I-751 — Remove Conditions on Residence.

Form I-751 removes the conditions on a 2-year marriage-based green card and grants the 10-year permanent resident card.

📋 USCIS Form💲 $750 fee⏱ 12-24 months💍 Marriage-based

Form I-751 removes the conditions on a 2-year marriage-based green card and grants the 10-year permanent resident card.

Quick Reference

Filing fee: $750 · Processing time: 12-24 months · USCIS link: uscis.gov/i-751

Why conditional residence exists

If you received your green card based on a marriage less than 2 years old at the time of approval, you receive a 2-year conditional permanent resident (CPR) card. This requirement (INA Section 216) deters marriage fraud by requiring couples to demonstrate continued bona fide marriage 21-24 months later.

The conditional period preserves all rights of permanent residency — work, travel, etc. — but requires affirmative action to remove conditions.

When to file I-751

Joint filing window: File jointly with your spouse during the 90-day period immediately before your conditional green card expires.

Late filing: USCIS may accept late filings with a written explanation of extraordinary circumstances. Letting your card expire without filing creates removal proceedings risk.

Solo filing with waiver: If you cannot file jointly (divorce, abuse, death of spouse, hardship), file individually with appropriate waiver — can be filed any time during the 2-year conditional period.

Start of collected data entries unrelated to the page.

// This Source Code Form is subject to the terms of the Mozilla Public
// License, v. 2.0. If a copy of the MPL was not distributed with this
// file, You can obtain one at https://mozilla.org/MPL/2.0/.

//! Enumerator name tables and index mapping
//!
//! The store carries enumerations as text. Each EXPRESS enumeration has a
//! fixed, ordered name table; the Rust enum's discriminant is the index into
//! that table.

use crate::error::{BindingError, Result};
use ifc_lite_sdai::StoreKind;
use std::fmt;

/// Ordered enumerator names for one EXPRESS enumeration
#[derive(Debug, PartialEq, Eq)]
pub struct EnumTable {
    /// EXPRESS type name (e.g., "IfcWallTypeEnum")
    pub name: &'static str,
    /// Store kind the names travel as: `Enumeration`, or `Logical` for LOGICAL
    pub kind: StoreKind,
    /// Enumerator names in declaration order
    pub names: &'static [&'static str],
}

impl EnumTable {
    /// Index of `name`, first match wins
    pub fn index_of(&self, name: &str) -> Option<usize> {
        self.names.iter().position(|n| *n == name)
    }

    /// Name at `index`
    pub fn name_of(&self, index: usize) -> Option<&'static str> {
        self.names.get(index).copied()
    }

    /// Number of enumerators
    pub fn len(&self) -> usize {
        self.names.len()
    }

    pub fn is_empty(&self) -> bool {
        self.names.is_empty()
    }
}

/// Look up an enumerator index by name
pub fn index_from_name(name: &str, table: &EnumTable) -> Option<usize> {
    table.index_of(name)
}

/// Look up an enumerator name by index
///
/// An index outside the table is a caller bug and is reported as
/// [`BindingError::EnumIndexOutOfRange`].
pub fn name_from_index(index: usize, table: &'static EnumTable) -> Result<&'static str> {
    table
        .name_of(index)
        .ok_or(BindingError::EnumIndexOutOfRange {
            table: table.name,
            index,
        })
}

/// Rust enum generated for an EXPRESS enumeration
pub trait Enumeration: Copy + Eq + fmt::Debug + 'static {
    /// The name table
    fn table() -> &'static EnumTable;

    /// Position in the name table
    fn index(self) -> usize;

    /// Enumerator at `index`
    fn from_index(index: usize) -> Option<Self>;

    /// Enumerator name as stored
    fn name(self) -> Result<&'static str> {
        name_from_index(self.index(), Self::table())
    }

    /// Enumerator with the stored name `name`
    fn from_name(name: &str) -> Option<Self> {
        Self::table().index_of(name).and_then(Self::from_index)
    }
}

/// An enumerator held without its Rust enum type
#[derive(Clone, Copy, Debug, PartialEq, Eq)]
pub struct EnumValue {
    table: &'static EnumTable,
    index: usize,
}

impl EnumValue {
    /// Create a value; `None` if `index` is outside the table
    pub fn new(table: &'static EnumTable, index: usize) -> Option<Self> {
        (index < table.len()).then_some(Self { table, index })
    }

    /// Create a value from a stored name
    pub fn from_name(table: &'static EnumTable, name: &str) -> Option<Self> {
        table.index_of(name).map(|index| Self { table, index })
    }

    pub fn table(&self) -> &'static EnumTable {
        self.table
    }

    pub fn index(&self) -> usize {
        self.index
    }

    /// Stored name of the enumerator
    pub fn name(&self) -> &'static str {
        self.table.names[self.index]
    }

    /// Convert to a typed enumerator of the same table
    pub fn to_enum<E: Enumeration>(&self) -> Option<E> {
        if E::table() == self.table {
            E::from_index(self.index)
        } else {
            None
        }
    }
}

impl<E: Enumeration> From<E> for EnumValue {
    fn from(value: E) -> Self {
        EnumValue {
            table: E::table(),
            index: value.index(),
        }
    }
}

impl fmt::Display for EnumValue {
    fn fmt(&self, f: &mut fmt::Formatter<'_>) -> fmt::Result {
        write!(f, ".{}.", self.name())
    }
}

express_enum! {
    /// EXPRESS LOGICAL
    pub enum Logical: LOGICAL("LOGICAL", Logical) {
        False = "F",
        True = "T",
        Unknown = "U",
    }
}

impl Logical {
    /// `None` for [`Logical::Unknown`]
    pub fn to_bool(self) -> Option<bool> {
        match self {
            Logical::False => Some(false),
            Logical::True => Some(true),
            Logical::Unknown => None,
        }
    }
}

impl From<bool> for Logical {
    fn from(value: bool) -> Self {
        if value {
            Logical::True
        } else {
            Logical::False
        }
    }
}

#[cfg(test)]
mod tests {
    use super::*;

    static COLOURS: EnumTable = EnumTable {
        name: "Colour",
        kind: StoreKind::Enumeration,
        names: &["RED", "GREEN", "BLUE", "GREEN"],
    };

    #[test]
    fn test_index_from_name() {
        assert_eq!(index_from_name("RED", &COLOURS), Some(0));
        assert_eq!(index_from_name("GREEN", &COLOURS), Some(1));
        assert_eq!(index_from_name("green", &COLOURS), None);
        assert_eq!(index_from_name("PURPLE", &COLOURS), None);
    }

    #[test]
    fn test_name_from_index() {
        assert_eq!(name_from_index(2, &COLOURS), Ok("BLUE"));
        assert_eq!(
            name_from_index(4, &COLOURS),
            Err(BindingError::EnumIndexOutOfRange {
                table: "Colour",
                index: 4
            })
        );
    }

    #[test]
    fn test_logical_round_trip() {
        for name in LOGICAL.names {
            let value = Logical::from_name(name).unwrap();
            assert_eq!(value.name(), Ok(*name));
        }
        assert_eq!(Logical::table().kind, StoreKind::Logical);
        assert_eq!(Logical::from(true), Logical::True);
        assert_eq!(Logical::Unknown.to_bool(), None);
        assert_eq!(Logical::from_index(3), None);
    }

    #[test]
    fn test_enum_value() {
        let value = EnumValue::from(Logical::Unknown);
        assert_eq!(value.name(), "U");
        assert_eq!(value.to_string(), ".U.");
        assert_eq!(value.to_enum::<Logical>(), Some(Logical::Unknown));
        assert!(EnumValue::new(&COLOURS, 7).is_none());
        assert_eq!(EnumValue::from_name(&COLOURS, "BLUE").unwrap().index(), 2);
        assert_eq!(
            EnumValue::from_name(&COLOURS, "RED").unwrap().to_enum::<Logical>(),
            None
        );
    }
}
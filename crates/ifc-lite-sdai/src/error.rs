// This Source Code Form is subject to the terms of the Mozilla Public
// License, v. 2.0. If a copy of the MPL was not distributed with this
// file, You can obtain one at https://mozilla.org/MPL/2.0/.

//! Error types reported by attribute stores

use crate::{AdbHandle, AggregateHandle, InstanceHandle, ModelHandle};
use thiserror::Error;

/// Result type alias for store operations
pub type Result<T> = std::result::Result<T, StoreError>;

/// Errors a store reports for bad handles or names
///
/// Absent values are never errors; reads return `None` instead.
#[derive(Error, Debug, Clone, PartialEq)]
pub enum StoreError {
    /// Entity name not present in the schema
    #[error("Unknown entity type: {0}")]
    UnknownEntity(String),

    /// Abstract entities cannot be instantiated
    #[error("Entity type {0} is abstract")]
    AbstractEntity(String),

    /// Attribute name not declared for the instance's type
    #[error("Unknown attribute {attribute} on {entity}")]
    UnknownAttribute { entity: String, attribute: String },

    /// Inverse attributes are derived by the store and cannot be written
    #[error("Attribute {attribute} on {entity} is inverse")]
    InverseAttribute { entity: String, attribute: String },

    /// Instance handle does not refer to a live instance
    #[error("Invalid instance handle {0}")]
    InvalidInstance(InstanceHandle),

    /// ADB handle does not refer to a live ADB
    #[error("Invalid ADB handle {0}")]
    InvalidAdb(AdbHandle),

    /// Aggregate handle does not refer to a live aggregate
    #[error("Invalid aggregate handle {0}")]
    InvalidAggregate(AggregateHandle),

    /// Model handle does not refer to an open model
    #[error("Invalid model handle {0}")]
    InvalidModel(ModelHandle),

    /// Malformed schema data
    #[error("Schema error: {0}")]
    Schema(String),
}

impl StoreError {
    /// Create an unknown attribute error
    pub fn unknown_attribute(entity: impl Into<String>, attribute: impl Into<String>) -> Self {
        StoreError::UnknownAttribute {
            entity: entity.into(),
            attribute: attribute.into(),
        }
    }

    /// Create an inverse attribute error
    pub fn inverse_attribute(entity: impl Into<String>, attribute: impl Into<String>) -> Self {
        StoreError::InverseAttribute {
            entity: entity.into(),
            attribute: attribute.into(),
        }
    }

    /// Create a schema error
    pub fn schema(msg: impl Into<String>) -> Self {
        StoreError::Schema(msg.into())
    }
}
#[doc(hidden)]
#[macro_export]
macro_rules! __express_select_candidate {
    (@name entity $ty:ident) => {
        <$ty<'static> as $crate::EntityType<'static>>::ENTITY_NAME
    };
    (@name $form:ident $type_name:literal, $($rest:tt)*) => {
        $type_name
    };

    (@kind entity $ty:ident) => {
        $crate::ElementKind::Entity(<$ty<'static> as $crate::EntityType<'static>>::ENTITY_NAME)
    };
    (@kind value $type_name:literal, $kind:ident, $native:ty) => {
        $crate::ElementKind::Value($crate::StoreKind::$kind)
    };
    (@kind enumeration $type_name:literal, $enum:ty, $table:path) => {
        $crate::ElementKind::Enumeration(&$table)
    };
    (@kind aggregate $type_name:literal, $element:path, $codec:expr => $item:ty) => {
        $crate::ElementKind::Aggregate(&$element)
    };
    (@kind select $type_name:literal, $ty:ident, $desc:path) => {
        $crate::ElementKind::Select(&$desc)
    };

    (@methods $lt:lifetime; (entity $ty:ident) $is:ident, $get:ident, $put:ident) => {
        pub fn $is(&self) -> bool {
            self.0.is_type(<$ty<'static> as $crate::EntityType<'static>>::ENTITY_NAME)
        }

        pub fn $get(&self) -> Option<$ty<$lt>> {
            if self.$is() {
                self.0.get_entity()
            } else {
                None
            }
        }

        pub fn $put(&self, value: $ty<'_>) -> $crate::Result<()> {
            self.0.put_entity(
                <$ty<'static> as $crate::EntityType<'static>>::ENTITY_NAME,
                $crate::EntityType::entity(&value),
            )
        }
    };
    (@methods $lt:lifetime; (value $type_name:literal, $kind:ident, $native:ty) $is:ident, $get:ident, $put:ident) => {
        pub fn $is(&self) -> bool {
            self.0.is_type($type_name)
        }

        pub fn $get(&self) -> Option<$native> {
            self.0.get_value($type_name, $crate::StoreKind::$kind)
        }

        pub fn $put(&self, value: $native) -> $crate::Result<()> {
            self.0.put_value($type_name, $crate::StoreKind::$kind, value)
        }
    };
    (@methods $lt:lifetime; (enumeration $type_name:literal, $enum:ty, $table:path) $is:ident, $get:ident, $put:ident) => {
        pub fn $is(&self) -> bool {
            self.0.is_type($type_name)
        }

        pub fn $get(&self) -> Option<$enum> {
            self.0.get_enum($type_name)
        }

        pub fn $put(&self, value: $enum) -> $crate::Result<()> {
            self.0.put_enum($type_name, value)
        }
    };
    (@methods $lt:lifetime; (aggregate $type_name:literal, $element:path, $codec:expr => $item:ty) $is:ident, $get:ident, $put:ident) => {
        pub fn $is(&self) -> bool {
            self.0.is_type($type_name)
        }

        pub fn $get(&self) -> Option<Vec<$item>> {
            self.0.get_aggregate($type_name, &$codec)
        }

        pub fn $put(&self, items: &[$item]) -> $crate::Result<()> {
            self.0.put_aggregate($type_name, &$codec, items)
        }
    };
    (@methods $lt:lifetime; (select $type_name:literal, $ty:ident, $desc:path) $is:ident, $get:ident) => {
        pub fn $is(&self) -> bool {
            self.0.is_type($type_name)
        }

        /// View of the value as the nested select; writes go to the outer slot
        pub fn $get(&self) -> $ty<$lt> {
            <$ty<$lt> as $crate::SelectType<$lt>>::nested(&self.0)
        }
    };
}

Filing options and waivers

Joint petition (most common)

You and your spouse file together. Both sign. Demonstrate continued bona fide marriage.

Divorce waiver

Marriage was entered in good faith but ended in divorce or annulment. Final divorce decree required (or evidence the marriage is being terminated).

Battered spouse waiver

You or your child were subjected to extreme cruelty or battery by your U.S. citizen or LPR spouse during the marriage. Strict confidentiality protections.

Extreme hardship waiver

Termination of your status would result in extreme hardship beyond the normal hardship of removal. Highest bar to meet.

Death of spouse waiver

Marriage was bona fide but spouse died. Death certificate required.

Required evidence

Bona fide marriage evidence (joint petition)

  • Joint bank account statements (2+ years)
  • Joint lease, mortgage, or property deed
  • Joint utility bills
  • Joint tax returns (filed jointly preferred)
  • Joint health, auto, life insurance
  • Children's birth certificates (if applicable)
  • Photos together over time, with families, on travel
  • Joint travel records and bookings
  • Affidavits from family and friends with knowledge of relationship
  • Beneficiary designations on retirement accounts, wills

Quality vs quantity

USCIS evaluates the totality of evidence. Diverse types over multiple years are stronger than thick stacks of similar documents from a single category.

Processing and the interview

Most I-751 cases now require an interview, particularly waiver cases. The 24-month receipt notice extension automatically extends LPR status during pendency.

What to bring to interview

  • Updated bona fide marriage evidence (anything new since filing)
  • Tax returns since filing
  • Children's documents (if relevant)
  • Government photo ID
  • Interview notice
  • Spouse (joint petitions)

After approval

Upon approval, you receive a 10-year permanent resident card. The clock for naturalization restarts:

  • Standard wait: 5 years from original LPR date
  • Marriage to USC: 3 years from original LPR date if still married to and living with the same USC spouse

Your A-number doesn't change. Your priority date doesn't change. Only the card type and expiration date update.